Member of the Uttar Pradesh legislative council
- In office 2018–2022
- In office 2012–2017

Personal details
- Born: 1 November 1964 (age 61)
- Party: Bharatiya Janata Party (2017-present; 1990-2000)
- Other political affiliations: BSP (2001-2017)
- Spouse: Raj Kumari Chauhan ​(m. 1986)​
- Children: 4 sons
- Profession: Politician
- Website: www.thakurjaivirsingh.com

= Thakur Jaivir Singh =

Indian politician

Thakur Jaivir Singh is an Indian politician from Bharatiya Janata Party in Uttar Pradesh. He is elected from the Barauli constituency in the Uttar Pradesh Legislative Assembly in 2022. He registered the highest margin win of 92,000 votes among the rural constituencies in the 2022 Uttar Pradesh Legislative Assembly election.

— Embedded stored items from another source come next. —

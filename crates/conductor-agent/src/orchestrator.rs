//! Facade operations exposed to the protocol layer.

use tokio::sync::RwLock;
use tracing::{debug, info};

use crate::{AgentError, AgentState, Message, PromptCatalog, SessionContext, StateMachine};

/// Messages returned by [`Orchestrator::recent_history`] when no limit is
/// given.
const DEFAULT_HISTORY_LIMIT: usize = 10;

/// One session: the state machine plus the context it governs.
#[derive(Debug, Default)]
struct Session {
    state: StateMachine,
    context: SessionContext,
}

/// The orchestration facade.
///
/// One instance exists per server process, constructed with an empty session
/// in the `Idle` state and shared with the protocol layer via `Arc`. Every
/// operation takes the session lock, so calls are atomic and observed in a
/// total order; none of them performs I/O or suspends beyond lock
/// acquisition.
///
/// Results and errors are rendered as display strings the protocol layer
/// forwards verbatim.
#[derive(Debug, Default)]
pub struct Orchestrator {
    session: RwLock<Session>,
}

impl Orchestrator {
    /// Create an orchestrator with an empty session in the `Idle` state.
    pub fn new() -> Self {
        Self::default()
    }

    /// Move the agent to the named state.
    ///
    /// Matching is case-insensitive; any valid target is accepted from any
    /// state. An unknown name fails without touching the session.
    #[tracing::instrument(skip(self))]
    pub async fn transition(&self, state: &str) -> Result<String, AgentError> {
        let mut session = self.session.write().await;
        let transition = session.state.transition(state)?;
        info!(from = %transition.from, to = %transition.to, "state transition");
        Ok(format!(
            "Transitioned from {} to {}",
            transition.from, transition.to
        ))
    }

    /// Canonical name of the current state.
    pub async fn current_state(&self) -> String {
        self.session.read().await.state.current().to_string()
    }

    /// Append a message to the conversation history.
    pub async fn add_message(&self, role: &str, content: &str) -> String {
        let mut session = self.session.write().await;
        session.context.add_message(role, content);
        debug!(role = %role, "message appended");
        format!("{} message added to conversation history", capitalize(role))
    }

    /// The last `max_messages` messages (default 10) as pretty-printed JSON.
    pub async fn recent_history(&self, max_messages: Option<usize>) -> String {
        let session = self.session.read().await;
        let limit = max_messages.unwrap_or(DEFAULT_HISTORY_LIMIT);
        render_messages(session.context.recent_messages(limit))
    }

    /// The entire conversation history as pretty-printed JSON.
    pub async fn full_history(&self) -> String {
        let session = self.session.read().await;
        render_messages(session.context.history())
    }

    /// Store a value in the task data store.
    pub async fn set_task_data(&self, key: &str, value: &str) -> String {
        let mut session = self.session.write().await;
        session.context.set_task_data(key, value);
        debug!(key = %key, "task data stored");
        format!("Stored value under key: {}", key)
    }

    /// Fetch a value from the task data store, or a not-found notice.
    pub async fn task_data(&self, key: &str) -> String {
        let session = self.session.read().await;
        match session.context.task_data(key) {
            Some(value) => value.to_string(),
            None => format!("No data found for key: {}", key),
        }
    }

    /// All task data keys as a JSON array.
    pub async fn list_task_data_keys(&self) -> String {
        let session = self.session.read().await;
        render_keys(&session.context.task_data_keys())
    }

    /// Store an entry in the knowledge base.
    pub async fn set_knowledge(&self, key: &str, value: &str) -> String {
        let mut session = self.session.write().await;
        session.context.set_knowledge(key, value);
        debug!(key = %key, "knowledge stored");
        format!("Stored knowledge under key: {}", key)
    }

    /// Fetch an entry from the knowledge base, or a not-found notice.
    pub async fn knowledge(&self, key: &str) -> String {
        let session = self.session.read().await;
        match session.context.knowledge(key) {
            Some(value) => value.to_string(),
            None => format!("No knowledge found for key: {}", key),
        }
    }

    /// All knowledge base keys as a JSON array.
    pub async fn list_knowledge_keys(&self) -> String {
        let session = self.session.read().await;
        render_keys(&session.context.knowledge_keys())
    }

    /// Summary of the current state: name, description, and the advisory
    /// transition list.
    pub async fn describe_current_state(&self) -> String {
        let session = self.session.read().await;
        let current = session.state.current();
        let transitions = current
            .advisory_transitions()
            .iter()
            .map(|state| format!("- {}", state))
            .collect::<Vec<_>>()
            .join("\n");

        format!(
            "Current State: {}\n\nDescription: {}\n\nAvailable Transitions:\n{}",
            current,
            current.description(),
            transitions
        )
    }

    /// Render the instructional prompt for the named state.
    ///
    /// The state name is parsed the same way as [`Orchestrator::transition`];
    /// the current state is not consulted and not changed.
    #[tracing::instrument(skip(self))]
    pub async fn state_prompt(&self, state: &str) -> Result<String, AgentError> {
        let state = state.parse::<AgentState>()?;
        let session = self.session.read().await;
        Ok(PromptCatalog::render(state, &session.context))
    }
}

/// Render messages as the pretty-printed JSON the protocol layer displays
/// verbatim.
fn render_messages(messages: &[Message]) -> String {
    serde_json::to_string_pretty(messages).unwrap_or_else(|_| "[]".to_string())
}

/// Render a key list as a compact JSON array.
fn render_keys(keys: &[&str]) -> String {
    serde_json::to_string(keys).unwrap_or_else(|_| "[]".to_string())
}

/// Uppercase the first character of a role tag for confirmation strings.
fn capitalize(role: &str) -> String {
    let mut chars = role.chars();
    match chars.next() {
        Some(first) => first.to_uppercase().collect::<String>() + chars.as_str(),
        None => String::new(),
    }
}
//! Operational state tracking for the agent.

use std::fmt;
use std::str::FromStr;

use serde::{Deserialize, Serialize};
use tracing::debug;

use crate::AgentError;

/// Operational phase of the agent.
///
/// Exactly one state is current at any time. A session starts in
/// [`AgentState::Idle`] and only changes through
/// [`StateMachine::transition`].
#[derive(Debug, Clone, Copy, Default, PartialEq, Eq, Hash, Serialize, Deserialize)]
#[serde(rename_all = "snake_case")]
pub enum AgentState {
    /// Waiting for instructions.
    #[default]
    Idle,
    /// Breaking a task down into steps.
    Planning,
    /// Gathering information for the task.
    Researching,
    /// Carrying out a plan.
    Executing,
    /// Evaluating results.
    Reviewing,
    /// Recovering from a failure.
    Error,
}

impl AgentState {
    /// All states, in canonical order.
    pub const ALL: [AgentState; 6] = [
        AgentState::Idle,
        AgentState::Planning,
        AgentState::Researching,
        AgentState::Executing,
        AgentState::Reviewing,
        AgentState::Error,
    ];

    /// Canonical name of this state.
    pub fn name(&self) -> &'static str {
        match self {
            AgentState::Idle => "Idle",
            AgentState::Planning => "Planning",
            AgentState::Researching => "Researching",
            AgentState::Executing => "Executing",
            AgentState::Reviewing => "Reviewing",
            AgentState::Error => "Error",
        }
    }

    /// One-line description of what the agent does in this state.
    pub fn description(&self) -> &'static str {
        match self {
            AgentState::Idle => "Waiting for instructions. Ready to accept a new task.",
            AgentState::Planning => "Creating a structured plan to accomplish the task.",
            AgentState::Researching => "Gathering information needed to complete the task.",
            AgentState::Executing => "Carrying out the planned actions step by step.",
            AgentState::Reviewing => "Evaluating the results and determining next steps.",
            AgentState::Error => "Handling an error or unexpected situation.",
        }
    }

    /// Typical next states from this one.
    ///
    /// Informational only: [`StateMachine::transition`] accepts any valid
    /// target regardless of this table. It exists so the current-state
    /// summary can suggest where to go next.
    pub fn advisory_transitions(&self) -> &'static [AgentState] {
        match self {
            AgentState::Idle => &[
                AgentState::Planning,
                AgentState::Researching,
                AgentState::Executing,
            ],
            AgentState::Planning => &[
                AgentState::Idle,
                AgentState::Researching,
                AgentState::Executing,
            ],
            AgentState::Researching => &[
                AgentState::Planning,
                AgentState::Executing,
                AgentState::Reviewing,
            ],
            AgentState::Executing => &[AgentState::Reviewing],
            AgentState::Reviewing => &[
                AgentState::Planning,
                AgentState::Executing,
                AgentState::Idle,
            ],
            AgentState::Error => &[
                AgentState::Idle,
                AgentState::Planning,
                AgentState::Researching,
                AgentState::Executing,
            ],
        }
    }

    /// Comma-separated canonical names, for error messages and summaries.
    pub fn valid_names() -> String {
        AgentState::ALL
            .iter()
            .map(|s| s.name())
            .collect::<Vec<_>>()
            .join(", ")
    }
}

impl fmt::Display for AgentState {
    fn fmt(&self, f: &mut fmt::Formatter<'_>) -> fmt::Result {
        f.write_str(self.name())
    }
}

impl FromStr for AgentState {
    type Err = AgentError;

    /// Case-insensitive lookup from a caller-supplied name.
    fn from_str(s: &str) -> Result<Self, Self::Err> {
        AgentState::ALL
            .iter()
            .copied()
            .find(|state| state.name().eq_ignore_ascii_case(s))
            .ok_or_else(|| AgentError::InvalidState {
                requested: s.to_string(),
            })
    }
}

/// A completed state change.
#[derive(Debug, Clone, Copy, PartialEq, Eq)]
pub struct Transition {
    /// State before the change.
    pub from: AgentState,
    /// State after the change.
    pub to: AgentState,
}

/// Tracks the current state and performs transitions.
#[derive(Debug, Default)]
pub struct StateMachine {
    current: AgentState,
}

impl StateMachine {
    /// Create a state machine in the `Idle` state.
    pub fn new() -> Self {
        Self::default()
    }

    /// The current state.
    pub fn current(&self) -> AgentState {
        self.current
    }

    /// Replace the current state with the named one.
    ///
    /// Matching is case-insensitive and any valid target is accepted; the
    /// advisory table is not consulted. On an unknown name the current state
    /// is left untouched.
    pub fn transition(&mut self, requested: &str) -> Result<Transition, AgentError> {
        let to = requested.parse::<AgentState>()?;
        let from = self.current;
        self.current = to;
        debug!(from = %from, to = %to, "state changed");
        Ok(Transition { from, to })
    }
}

#[cfg(test)]
mod tests {
    use super::*;
    use proptest::prelude::*;

    // === Unit Tests ===

    #[test]
    fn test_parse_is_case_insensitive() {
        assert_eq!("planning".parse::<AgentState>().unwrap(), AgentState::Planning);
        assert_eq!("PLANNING".parse::<AgentState>().unwrap(), AgentState::Planning);
        assert_eq!("PlAnNiNg".parse::<AgentState>().unwrap(), AgentState::Planning);
    }

    #[test]
    fn test_parse_rejects_unknown_names() {
        let err = "bogus".parse::<AgentState>().unwrap_err();
        let message = err.to_string();
        assert!(message.contains("bogus"));
        // Unknown names report every valid name so the caller can self-correct
        for state in AgentState::ALL {
            assert!(message.contains(state.name()));
        }
    }

    #[test]
    fn test_parse_does_not_trim_whitespace() {
        assert!(" idle".parse::<AgentState>().is_err());
        assert!("idle ".parse::<AgentState>().is_err());
    }

    #[test]
    fn test_transition_replaces_state() {
        let mut machine = StateMachine::new();
        assert_eq!(machine.current(), AgentState::Idle);

        let transition = machine.transition("executing").unwrap();
        assert_eq!(transition.from, AgentState::Idle);
        assert_eq!(transition.to, AgentState::Executing);
        assert_eq!(machine.current(), AgentState::Executing);
    }

    #[test]
    fn test_failed_transition_leaves_state_unchanged() {
        let mut machine = StateMachine::new();
        machine.transition("reviewing").unwrap();

        assert!(machine.transition("nonsense").is_err());
        assert_eq!(machine.current(), AgentState::Reviewing);
    }

    #[test]
    fn test_advisory_table_is_not_enforced() {
        // Executing only advertises Reviewing, but any target is accepted
        let mut machine = StateMachine::new();
        machine.transition("executing").unwrap();
        assert_eq!(
            AgentState::Executing.advisory_transitions(),
            &[AgentState::Reviewing]
        );

        machine.transition("idle").unwrap();
        assert_eq!(machine.current(), AgentState::Idle);
    }

    #[test]
    fn test_every_state_has_advisory_targets() {
        for state in AgentState::ALL {
            assert!(!state.advisory_transitions().is_empty());
        }
    }

    #[test]
    fn test_valid_names_lists_canonical_order() {
        assert_eq!(
            AgentState::valid_names(),
            "Idle, Planning, Researching, Executing, Reviewing, Error"
        );
    }

    // === Property-Based Tests ===

    proptest! {
        // Any casing of a valid name parses back to that state
        #[test]
        fn any_casing_of_valid_name_parses(
            idx in 0usize..AgentState::ALL.len(),
            flips in prop::collection::vec(any::<bool>(), 0..16),
        ) {
            let state = AgentState::ALL[idx];
            let mangled: String = state
                .name()
                .chars()
                .enumerate()
                .map(|(i, c)| {
                    if flips.get(i).copied().unwrap_or(false) {
                        c.to_ascii_uppercase()
                    } else {
                        c.to_ascii_lowercase()
                    }
                })
                .collect();

            prop_assert_eq!(mangled.parse::<AgentState>().unwrap(), state);
        }

        // Names that match no state leave the machine untouched
        #[test]
        fn unknown_name_never_mutates(name in "[a-z]{1,12}") {
            prop_assume!(
                !AgentState::ALL
                    .iter()
                    .any(|s| s.name().eq_ignore_ascii_case(&name))
            );

            let mut machine = StateMachine::new();
            machine.transition("planning").unwrap();

            prop_assert!(machine.transition(&name).is_err());
            prop_assert_eq!(machine.current(), AgentState::Planning);
        }

        // Display and FromStr round-trip for every state
        #[test]
        fn display_round_trips(idx in 0usize..AgentState::ALL.len()) {
            let state = AgentState::ALL[idx];
            prop_assert_eq!(state.to_string().parse::<AgentState>().unwrap(), state);
        }

        // Advisory targets never include the state itself
        #[test]
        fn advisory_targets_exclude_self(idx in 0usize..AgentState::ALL.len()) {
            let state = AgentState::ALL[idx];
            prop_assert!(!state.advisory_transitions().contains(&state));
        }
    }
}
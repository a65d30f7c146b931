//! Agent orchestration core for Conductor.
//!
//! This crate provides:
//! - A state machine tracking the agent's operational phase
//! - A shared session context (conversation history, task data, knowledge base)
//! - State-specific prompt templates rendered from session values
//! - The facade operations a protocol layer exposes to remote clients
//!
//! The embedding layer constructs one [`Orchestrator`] per process and shares
//! it via `Arc`; every operation returns a display string ready to forward.

mod context;
mod error;
mod orchestrator;
mod prompt;
mod state;

pub use context::{Message, SessionContext};
pub use error::AgentError;
pub use orchestrator::Orchestrator;
pub use prompt::PromptCatalog;
pub use state::{AgentState, StateMachine, Transition};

Thakur Jaivir Singh was a Cabinet minister in the Uttar Pradesh government in the year 2002 & again between 2007 and 2012 and represented Barauli seat.

His wife Raj Kumari Chauhan was Member Of Parliament in the 15th Lok Sabha from Aligarh (Lok Sabha constituency). His son, Arvind Kumar Singh is the youngest candidate in India Lok Sabha MP 2014, contesting from Aligarh.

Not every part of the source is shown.